Application of fragmentation function to the indirect production of fully charmed tetraquark

TL;DR

This paper investigates the indirect production of fully charmed tetraquarks via fragmentation functions using NRQCD and Suzuki approaches, predicting significant production rates at LHC and CEPC for future detection.

Contribution

It introduces a combined analysis of tetraquark production using two theoretical approaches and provides detailed predictions for experimental observability.

Findings

Consistent results between NRQCD and Suzuki approaches.
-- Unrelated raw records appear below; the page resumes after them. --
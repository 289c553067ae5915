//! `ignite run <name> [--direct]`

use anyhow::{bail, Context, Result};
use clap::Args;
use colored::Colorize;

use ignite_core::LauncherName;
use ignite_launch::RunOutcome;

use crate::prompt::TerminalPrompter;
use crate::workspace::{parse_name, Workspace};

#[derive(Args, Debug)]
pub struct RunArgs {
    /// Launcher name.
    pub name: String,

    /// Skip the security confirmation.
    #[arg(long)]
    pub direct: bool,
}

impl RunArgs {
    pub fn run(self) -> Result<()> {
        let ws = Workspace::open()?;
        let name = parse_name(&self.name)?;
        launch(&ws, &name, self.direct)
    }
}

/// Run `name` and report the outcome. Shared with `create` and `recent`.
pub fn launch(ws: &Workspace, name: &LauncherName, direct: bool) -> Result<()> {
    let mut prompter = TerminalPrompter::default();
    let outcome = ws
        .runner()
        .run(name, direct, &mut prompter)
        .with_context(|| format!("failed to run launcher \"{name}\""))?;

    match outcome {
        RunOutcome::NotFound => {
            bail!("launcher \"{name}\" not found. Run `ignite create` to make one.")
        }
        RunOutcome::Stale { path, deleted } => {
            println!(
                "{}",
                format!("Project path no longer exists: {}", path.display()).yellow()
            );
            if deleted {
                println!("{}", "Launcher deleted.".green());
            } else {
                println!("{}", "Launcher kept.".bright_black());
            }
        }
        RunOutcome::Declined => {
            println!("{}", "Launcher not executed.".bright_black());
            println!(
                "{}",
                format!("Tip: use `ignite run {name} --direct` to skip the warning.").bright_black()
            );
        }
        RunOutcome::Launched { .. } => {
            println!("{}", format!("Launching {name}...").cyan());
            println!("{}", "Launcher started.".green());
        }
    }
    Ok(())
}
//! `ignite list [--json]`

use anyhow::{Context, Result};
use clap::Args;
use colored::Colorize;
use serde::Serialize;
use tabled::{settings::Style, Table, Tabled};

use ignite_core::LauncherRecord;

use crate::workspace::Workspace;

#[derive(Args, Debug)]
pub struct ListArgs {
    /// Emit machine-readable JSON.
    #[arg(long)]
    pub json: bool,
}

#[derive(Serialize)]
#[serde(rename_all = "camelCase")]
struct LauncherJson {
    name: String,
    path: String,
    status: &'static str,
    created_at: String,
}

#[derive(Tabled)]
struct LauncherRow {
    #[tabled(rename = "name")]
    name: String,
    #[tabled(rename = "path")]
    path: String,
    #[tabled(rename = "status")]
    status: String,
    #[tabled(rename = "created")]
    created: String,
}

impl ListArgs {
    pub fn run(self) -> Result<()> {
        let ws = Workspace::open()?;
        let records = ws.store.list().context("failed to read saved launchers")?;

        if self.json {
            print_json(&records)?;
            return Ok(());
        }
        print_table(&records);
        Ok(())
    }
}

fn status_key(record: &LauncherRecord) -> &'static str {
    if record.is_stale() {
        "path missing"
    } else {
        "ok"
    }
}

fn print_json(records: &[LauncherRecord]) -> Result<()> {
    let payload: Vec<LauncherJson> = records
        .iter()
        .map(|r| LauncherJson {
            name: r.name.0.clone(),
            path: r.path.display().to_string(),
            status: status_key(r),
            created_at: r.created_at.to_rfc3339(),
        })
        .collect();
    println!(
        "{}",
        serde_json::to_string_pretty(&payload).context("failed to serialize launcher list")?
    );
    Ok(())
}

fn print_table(records: &[LauncherRecord]) {
    if records.is_empty() {
        println!("No launchers saved.");
        println!("Run: ignite create");
        return;
    }

    let rows: Vec<LauncherRow> = records
        .iter()
        .map(|r| LauncherRow {
            name: r.name.0.clone(),
            path: r.path.display().to_string(),
            status: match status_key(r) {
                "ok" => "ok".green().to_string(),
                other => other.red().to_string(),
            },
            created: r.created_at.format("%Y-%m-%d %H:%M").to_string(),
        })
        .collect();
    let mut table = Table::new(rows);
    table.with(Style::rounded());
    println!("{table}");
}
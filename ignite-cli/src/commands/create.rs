//! `ignite create [--name N] [--quick] [--dry] [--preset full|peek|spark]`

use std::path::Path;

use anyhow::{Context, Result};
use clap::{Args, ValueEnum};
use colored::Colorize;
use dialoguer::console::Term;
use tracing::warn;

use ignite_core::types::check_name;
use ignite_core::{LauncherConfig, LauncherName, LauncherRecord, RecentEntry};
use ignite_launch::{ConfigWizard, Prompter};

use crate::commands::run::launch;
use crate::prompt::TerminalPrompter;
use crate::workspace::{parse_name, Workspace};

/// Ready-made configurations that skip the wizard.
#[derive(ValueEnum, Clone, Copy, Debug, PartialEq, Eq)]
pub enum Preset {
    /// Folder, `npm run dev` and `code`.
    Full,
    /// Open the folder only.
    Peek,
    /// Run `npm run dev` only.
    Spark,
}

impl Preset {
    fn config(self) -> LauncherConfig {
        match self {
            Preset::Full => LauncherConfig::default(),
            Preset::Peek => LauncherConfig::folder_only(),
            Preset::Spark => LauncherConfig::command_only("npm run dev"),
        }
    }
}

#[derive(Args, Debug, Default)]
pub struct CreateArgs {
    /// Launcher name. Prompted for (defaulting to the folder name) when omitted.
    #[arg(long)]
    pub name: Option<String>,

    /// Skip the wizard and confirmations; use the default configuration.
    #[arg(long)]
    pub quick: bool,

    /// Print the generated script instead of saving it.
    #[arg(long)]
    pub dry: bool,

    /// Use a preset configuration instead of the wizard.
    #[arg(long, value_enum)]
    pub preset: Option<Preset>,
}

impl CreateArgs {
    pub fn run(self) -> Result<()> {
        let ws = Workspace::open()?;
        let cwd = std::env::current_dir().context("failed to read the current directory")?;
        let folder = cwd
            .file_name()
            .map(|s| s.to_string_lossy().into_owned())
            .unwrap_or_else(|| "project".to_string());
        let mut prompter = TerminalPrompter::default();

        println!(
            "{}",
            format!("Creating launcher for: {}", folder.white()).cyan().bold()
        );

        let name = match &self.name {
            Some(raw) => parse_name(raw)?,
            None => ask_name(&mut prompter, &folder)?,
        };

        if ws.store.exists(&name) && !self.quick {
            let message = format!("A launcher named \"{name}\" already exists. Overwrite it?");
            if !prompter.confirm(&message, false)? {
                println!("{}", "Aborted. Launcher not changed.".bright_black());
                return Ok(());
            }
        }

        let config = match (self.preset, self.quick) {
            (Some(preset), _) => preset.config(),
            (None, true) => LauncherConfig::default(),
            (None, false) => ConfigWizard::new(&mut prompter, ws.platform)
                .run()
                .context("launcher setup was interrupted")?,
        };

        if !self.quick {
            print_summary(&name, &config);
            if !prompter.confirm("Save this launcher?", true)? {
                println!("{}", "Canceled. Launcher not saved.".bright_black());
                return Ok(());
            }
        }

        let script = ws
            .generator()?
            .generate(&config, &cwd, &name, ws.platform, &ws.paths.config_dir)
            .context("failed to generate launcher script")?;

        if self.dry {
            let rule = "-".repeat(50);
            println!("{}", "Dry run: script preview".bold());
            println!("{}.{}", name.file_stem(), script.extension);
            println!("{rule}");
            print!("{}", script.content);
            println!("{rule}");
            return Ok(());
        }

        let record = LauncherRecord::new(name.clone(), cwd.clone(), config);
        let written = ws
            .store
            .write(&record, &script)
            .with_context(|| format!("failed to save launcher \"{name}\""))?;
        if let Err(e) = ws.ledger.add(RecentEntry::created(&name, cwd)) {
            warn!(launcher = %name, error = %e, "could not record recent project");
        }

        println!("{}", "Launcher created successfully!".green().bold());
        print_location(&written.config_script);
        print_location(&written.desktop_script);
        println!("Run with: {}", format!("ignite run {name}").cyan());

        if Term::stdout().is_term() && prompter.confirm("Run this launcher now?", false)? {
            launch(&ws, &name, true)?;
        }
        Ok(())
    }
}

fn ask_name(prompter: &mut TerminalPrompter, folder: &str) -> Result<LauncherName> {
    let validate = |s: &str| check_name(s).map_err(str::to_string);
    let raw = prompter.input(
        "What should this launcher be called?",
        Some(folder),
        Some(&validate),
    )?;
    parse_name(&raw)
}

fn print_summary(name: &LauncherName, config: &LauncherConfig) {
    let none = || "none".to_string();
    let rule = "-".repeat(34).bright_black();
    println!("{}", "Final Summary".bold());
    println!("{rule}");
    println!("Name: {name}");
    println!("Open Folder: {}", config.folder);
    println!("Command: {}", config.command.clone().unwrap_or_else(none));
    println!("Editor: {}", config.editor.clone().unwrap_or_else(none));
    println!("Browser: {}", config.browser.clone().unwrap_or_else(none));
    let urls = if config.browser_urls.is_empty() {
        none()
    } else {
        config.browser_urls.join(", ")
    };
    println!("URLs: {urls}");
    println!("Delay: {}s", config.browser_delay);
    println!("{rule}");
}

fn print_location(path: &Path) {
    println!("  {}", path.display().to_string().bright_black());
}
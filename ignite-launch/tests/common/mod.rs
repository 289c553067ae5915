//! Scripted prompter and recording spawner shared by the integration suites.

#![allow(dead_code)]

use std::cell::RefCell;
use std::collections::VecDeque;
use std::path::{Path, PathBuf};

use ignite_launch::{PromptError, Prompter, Spawner, Validator};

#[derive(Debug, Clone)]
pub enum Answer {
    Yes,
    No,
    /// Accept whatever default the prompt offers.
    Default,
    Text(&'static str),
    Pick(usize),
    Picks(Vec<usize>),
}

/// Replays a fixed list of answers and records every question asked.
#[derive(Debug, Default)]
pub struct ScriptedPrompter {
    answers: VecDeque<Answer>,
    pub asked: Vec<String>,
    pub rejected: Vec<String>,
}

impl ScriptedPrompter {
    pub fn new(answers: impl IntoIterator<Item = Answer>) -> Self {
        Self {
            answers: answers.into_iter().collect(),
            ..Self::default()
        }
    }

    pub fn exhausted(&self) -> bool {
        self.answers.is_empty()
    }

    fn next(&mut self, message: &str) -> Answer {
        self.asked.push(message.to_string());
        self.answers
            .pop_front()
            .unwrap_or_else(|| panic!("no scripted answer left for: {message}"))
    }
}

impl Prompter for ScriptedPrompter {
    fn confirm(&mut self, message: &str, default: bool) -> Result<bool, PromptError> {
        match self.next(message) {
            Answer::Yes => Ok(true),
            Answer::No => Ok(false),
            Answer::Default => Ok(default),
            other => panic!("confirm `{message}` got {other:?}"),
        }
    }

    fn input(
        &mut self,
        message: &str,
        default: Option<&str>,
        validate: Option<Validator<'_>>,
    ) -> Result<String, PromptError> {
        loop {
            let value = match self.next(message) {
                Answer::Text(t) => t.to_string(),
                Answer::Default => default.unwrap_or_default().to_string(),
                other => panic!("input `{message}` got {other:?}"),
            };
            match validate.map(|v| v(&value)) {
                Some(Err(_)) => self.rejected.push(value),
                _ => return Ok(value),
            }
        }
    }

    fn select(
        &mut self,
        message: &str,
        _items: &[String],
        default: usize,
    ) -> Result<usize, PromptError> {
        match self.next(message) {
            Answer::Pick(i) => Ok(i),
            Answer::Default => Ok(default),
            other => panic!("select `{message}` got {other:?}"),
        }
    }

    fn multi_select(
        &mut self,
        message: &str,
        _items: &[String],
        defaults: &[bool],
    ) -> Result<Vec<usize>, PromptError> {
        match self.next(message) {
            Answer::Picks(v) => Ok(v),
            Answer::Default => Ok(defaults
                .iter()
                .enumerate()
                .filter(|(_, on)| **on)
                .map(|(i, _)| i)
                .collect()),
            other => panic!("multi_select `{message}` got {other:?}"),
        }
    }
}

/// Records spawn requests instead of running anything.
#[derive(Debug, Default)]
pub struct RecordingSpawner {
    pub spawned: RefCell<Vec<PathBuf>>,
    pub fail: bool,
}

impl Spawner for RecordingSpawner {
    fn spawn_detached(&self, script: &Path) -> std::io::Result<u32> {
        if self.fail {
            return Err(std::io::Error::new(
                std::io::ErrorKind::NotFound,
                "no shell",
            ));
        }
        self.spawned.borrow_mut().push(script.to_path_buf());
        Ok(4242)
    }
}

impl Spawner for &RecordingSpawner {
    fn spawn_detached(&self, script: &Path) -> std::io::Result<u32> {
        (**self).spawn_detached(script)
    }
}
Significant production of tetraquarks via W+ and Z0 decays at LHC and CEPC.

Predicted detectable event numbers at future colliders.

Abstract

The indirect production mechanisms of fully charmed tetraquark are analyzed using the NRQCD factorization and Suzuki approach, respectively. The process first produces a heavy charm quark through Higgs, $W^+$, or $Z^0$ decay, and then the resulting charm quark evolves into an $S$-wave fully charmed tetraquark state with quantum number $J^{PC}$, including $0^{++}$, $1^{+-}$, and $2^{++}$, via the fragmentation function. While the transverse momentum $\langle \vec{q}_T^2\rangle$ in Suzuki approach ranges from 2.01 to 299.04 GeV$^2$, the numerical results obtained from these two approaches are consistent with each other. The decay widths, branching ratios, and produced events would be predicted at LHC and CEPC, respectively. The corresponding theoretical uncertainty of heavy quark mass $m_c$ and distribution of energy fraction are also presented. The results show that the contribution for the production of $T_{4c}$ through $W^+$ decay channel at LHC is relatively large. At CEPC, a sufficient number of $T_{4c}$ events are produced through $Z^0$ decays, which is likely to be detected in future experiments.